Google Bundles Free Apps for Offices
Starting Monday, Google will offer Google Apps for Your Domain, a free package of programs for businesses, universities and other organizations.
Gmail is headed for the office -- officially.
Starting Monday, Google will offer Google Apps for Your Domain, a free package
of programs for businesses, universities and other organizations.
Workers will be able to send e-mail with Gmail, Google's two-year-old Web-based
mail service, but messages will carry their company's domain name. The package
also includes Google's online calendar, instant-messaging service, and Page
Creator, a Web page builder.
Information technology administrators can make some customizations. "But
really, the applications are exactly what you'd experience as a consumer if
you use them," said Dave Girouard, VP and general manager of Google Enterprise,
a division of Google Inc.
The free edition of Apps for Your Domain is, like Google's main site, supported
with ads. By the end of the year, the company also plans to launch a paid version
that will offer more storage, some degree of support, and likely, no ads. A
price for this edition hasn't been set.
Providing e-mail and other applications for businesses moves Google closer
into what has traditionally been turf occupied by Microsoft Corp. Earlier this
year, Google released a program that builds simple Excel-type spreadsheets but
lets users access them on the Web.
Now, with e-mail, Google appears to be targeting Microsoft's Outlook and Exchange
franchises -- although the company plays down any such views.
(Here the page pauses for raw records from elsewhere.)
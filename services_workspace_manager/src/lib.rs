//! # Workspace Navigation Manager Service
//!
//! This crate implements the multi-workspace navigation manager: a small,
//! bounded set of concurrently open workspaces (think browser tabs), with
//! a capacity policy, an editing lock that exempts a workspace from
//! eviction, and an ordered recency history used for fallback navigation.
//!
//! ## Philosophy
//!
//! - **The manager orchestrates, the shell renders**: all UI work goes
//!   through the injected `ShellDelegate`
//! - **Lifecycle is observable**: every transition is wrapped in Will/Did
//!   events on the `LifecycleBus`
//! - **Explicit instance, no ambient state**: the manager is constructed
//!   and owned by its caller, never a global
//! - **Edits outrank capacity**: eviction never touches a workspace
//!   holding the editing lock, even if that overshoots the capacity
//!
//! ## Non-Goals
//!
//! This is NOT:
//! - A window manager or renderer
//! - A persistence layer (workspaces do not survive the process)
//! - Thread-safe: callers serialize all operations (the `&mut self`
//!   surface enforces this at compile time)

pub mod bus;
pub mod context;
pub mod registry;
pub mod shell;

pub use bus::{LifecycleBus, LifecycleObserver, ObserverId};
pub use context::{ContextStore, ScratchTable};
pub use registry::WorkspaceRegistry;
pub use shell::{FakeShell, ShellCall, ShellDelegate, ShellLog};
pub use workspace_types::{
    ControllerInfo, HandleAllocator, WorkspaceEvent, WorkspaceHandle, WorkspaceRecord,
};

use serde::{Deserialize, Serialize};
use thiserror::Error;

/// Workspace navigation errors
#[derive(Debug, Error, PartialEq, Eq)]
pub enum NavError {
    #[error("Unknown workspace: {0}")]
    UnknownWorkspace(WorkspaceHandle),

    #[error("Operation not permitted on the start workspace: {0}")]
    StartWorkspace(WorkspaceHandle),

    #[error("No current workspace")]
    NoCurrentWorkspace,
}

/// Workspace manager configuration
///
/// Capacity bounds the number of simultaneously open workspaces that are
/// neither the start workspace nor holding the editing lock. Defaults
/// to 2, sized for memory-constrained mobile shells.
#[derive(Debug, Clone, Copy, PartialEq, Eq, Serialize, Deserialize)]
pub struct ManagerConfig {
    /// Maximum number of open non-start, non-editing workspaces
    pub capacity: usize,
}

impl ManagerConfig {
    /// Creates the default configuration
    pub fn new() -> Self {
        Self { capacity: 2 }
    }

    /// Sets the workspace capacity
    pub fn with_capacity(mut self, capacity: usize) -> Self {
        self.capacity = capacity;
        self
    }
}

impl Default for ManagerConfig {
    fn default() -> Self {
        Self::new()
    }
}

/// Multi-workspace navigation manager
///
/// Orchestrates creation, focus switching, closing, eviction, and
/// editing-lock enforcement over the registry, emitting lifecycle events
/// around every transition and delegating all rendering to the shell.
///
/// Workspaces form a bounded LRU-like cache: eviction happens proactively
/// before an insert would exceed capacity, and always targets the oldest
/// eligible workspace (smallest handle, since handles are monotonic).
pub struct WorkspaceManager {
    registry: WorkspaceRegistry,
    allocator: HandleAllocator,
    bus: LifecycleBus,
    shell: Box<dyn ShellDelegate>,
    context: Box<dyn ContextStore>,
    config: ManagerConfig,
}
"We don't see our products as an either/or thing right now," Girouard
said. "Smaller businesses, it may be the case where this is the preferred
e-mail and messaging solution. In larger companies, it may well be used alongside."
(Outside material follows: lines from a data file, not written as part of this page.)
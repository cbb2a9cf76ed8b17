//! Prior-run archival.
//!
//! Before a new run starts, any artifact a previous run with the same
//! container name left in the destination root is moved into a fresh
//! timestamp-named subfolder, each file renamed `<timestamp>.<original>`.
//! Archival is the de facto mutual exclusion for the artifact namespace:
//! after it runs, the subsequent provisioning step starts from a clean
//! slate. It is strictly best-effort and never deletes anything — a move
//! failure leaves the original in place and is reported, not escalated.

use std::fs;
use std::path::{Path, PathBuf};
use chrono::Local;

use crate::artifacts::RunArtifacts;

/// What the archival pass did.
#[derive(Debug)]
pub struct ArchiveOutcome {
    /// The timestamped folder artifacts were moved into; `None` when there
    /// was nothing to archive or the folder could not be created.
    pub folder: Option<PathBuf>,

    /// Artifacts successfully moved out of the destination root.
    pub moved: Vec<PathBuf>,

    /// Artifacts that existed but could not be moved, with the reason.
    pub failed: Vec<(PathBuf, String)>,
}

impl ArchiveOutcome {
    fn empty() -> Self {
        ArchiveOutcome {
            folder: None,
            moved: Vec::new(),
            failed: Vec::new(),
        }
    }
}

/// Archive every existing artifact of a prior run with this name.
///
/// Missing artifacts are silently skipped. The folder is only created when
/// at least one artifact exists; second-granularity timestamps name both
/// the folder and the file prefixes.
pub fn archive_previous_run(artifacts: &RunArtifacts) -> ArchiveOutcome {
    let existing: Vec<PathBuf> = artifacts
        .archivable()
        .into_iter()
        .filter(|p| p.exists())
        .collect();

    if existing.is_empty() {
        return ArchiveOutcome::empty();
    }

    let timestamp = Local::now().format("%Y%m%d%H%M%S").to_string();
    let folder = artifacts.destination().join(&timestamp);
    if let Err(e) = fs::create_dir_all(&folder) {
        let mut outcome = ArchiveOutcome::empty();
        outcome.failed = existing
            .into_iter()
            .map(|p| (p, format!("cannot create backup folder: {}", e)))
            .collect();
        return outcome;
    }

    let mut outcome = ArchiveOutcome {
        folder: Some(folder.clone()),
        moved: Vec::new(),
        failed: Vec::new(),
    };

    for path in existing {
        let target = archived_name(&folder, &timestamp, &path);
        match fs::rename(&path, &target) {
            Ok(()) => outcome.moved.push(target),
            Err(e) => outcome.failed.push((path, e.to_string())),
        }
    }

    outcome
}

fn archived_name(folder: &Path, timestamp: &str, original: &Path) -> PathBuf {
    let file_name = original
        .file_name()
        .map(|n| n.to_string_lossy().into_owned())
        .unwrap_or_default();
    folder.join(format!("{}.{}", timestamp, file_name))
}

#[cfg(test)]
mod tests {
    use super::*;

    fn artifact_set(dir: &Path) -> RunArtifacts {
        RunArtifacts::new(dir, "evidence")
    }

    #[test]
    fn test_archive_with_nothing_present_is_a_no_op() {
        let temp_dir = tempfile::tempdir().expect("Failed to create temp dir");
        let outcome = archive_previous_run(&artifact_set(temp_dir.path()));

        assert!(outcome.folder.is_none());
        assert!(outcome.moved.is_empty());
        assert!(outcome.failed.is_empty());
        // No stray folder either
        assert_eq!(fs::read_dir(temp_dir.path()).unwrap().count(), 0);
    }

    #[test]
    fn test_archive_moves_all_existing_artifacts() {
        let temp_dir = tempfile::tempdir().expect("Failed to create temp dir");
        let artifacts = artifact_set(temp_dir.path());

        fs::write(artifacts.container_image(), b"image bytes").unwrap();
        fs::write(artifacts.narrative_log(), b"narrative").unwrap();
        fs::write(artifacts.transfer_log(), b"copied a, copied b").unwrap();
        fs::write(artifacts.error_log(), b"").unwrap();

        let outcome = archive_previous_run(&artifacts);
        let folder = outcome.folder.expect("Expected a backup folder");

        assert_eq!(outcome.moved.len(), 4);
        assert!(outcome.failed.is_empty());

        // Nothing with the original names remains in the destination root
        assert!(!artifacts.container_image().exists());
        assert!(!artifacts.narrative_log().exists());
        assert!(!artifacts.transfer_log().exists());
        assert!(!artifacts.error_log().exists());

        // Content survived the move byte for byte
        let ts = folder.file_name().unwrap().to_string_lossy().into_owned();
        let moved_image = folder.join(format!("{}.evidence.sparseimage", ts));
        assert_eq!(fs::read(&moved_image).unwrap(), b"image bytes");
        let moved_log = folder.join(format!("{}.evidence.log", ts));
        assert_eq!(fs::read(&moved_log).unwrap(), b"copied a, copied b");
    }

    #[test]
    fn test_archive_skips_missing_artifacts() {
        let temp_dir = tempfile::tempdir().expect("Failed to create temp dir");
        let artifacts = artifact_set(temp_dir.path());

        // Only the error log exists
        fs::write(artifacts.error_log(), b"perm denied: /x").unwrap();

        let outcome = archive_previous_run(&artifacts);
        assert!(outcome.folder.is_some());
        assert_eq!(outcome.moved.len(), 1);
        assert!(!artifacts.error_log().exists());
    }

    #[test]
    fn test_archive_timestamp_folder_shape() {
        let temp_dir = tempfile::tempdir().expect("Failed to create temp dir");
        let artifacts = artifact_set(temp_dir.path());
        fs::write(artifacts.narrative_log(), b"x").unwrap();

        let outcome = archive_previous_run(&artifacts);
        let folder = outcome.folder.expect("Expected a backup folder");
        let name = folder.file_name().unwrap().to_string_lossy().into_owned();

        assert_eq!(name.len(), 14, "expected YYYYMMDDHHMMSS, got {}", name);
        assert!(name.chars().all(|c| c.is_ascii_digit()));
    }
}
In February, Google launched a beta test with San Jose City College in California;
by the end of the beta, the company said hundreds of universities had signed
up, along with one-person businesses, medical and legal practices, even some
companies with tens and hundreds of employees.
For all of Google's side projects -- spreadsheets, shopping, maps -- its revenue
is almost entirely based on its search advertising.
While Girouard said the market for enterprise e-mail and other products is
very large, he declined to speculate on the financial implications. "We
tend to focus first on user adoption," he said. "The business model
follows pretty successfully."
For businesses, Google hopes the suite of applications will relieve some of
the cost and annoyance of administering e-mail servers and the like -- and hopefully,
fewer calls to internal help centers.
After AOL's recent data privacy debacle, businesses may have qualms turning
their employees' data over to Google.
"Third-party hosting providers aren't necessarily any more risky than
their own companies," said Girouard. "Google has hosted applications
and information for individuals, and is starting to do it for organizations.
We do have a very good track record," he said.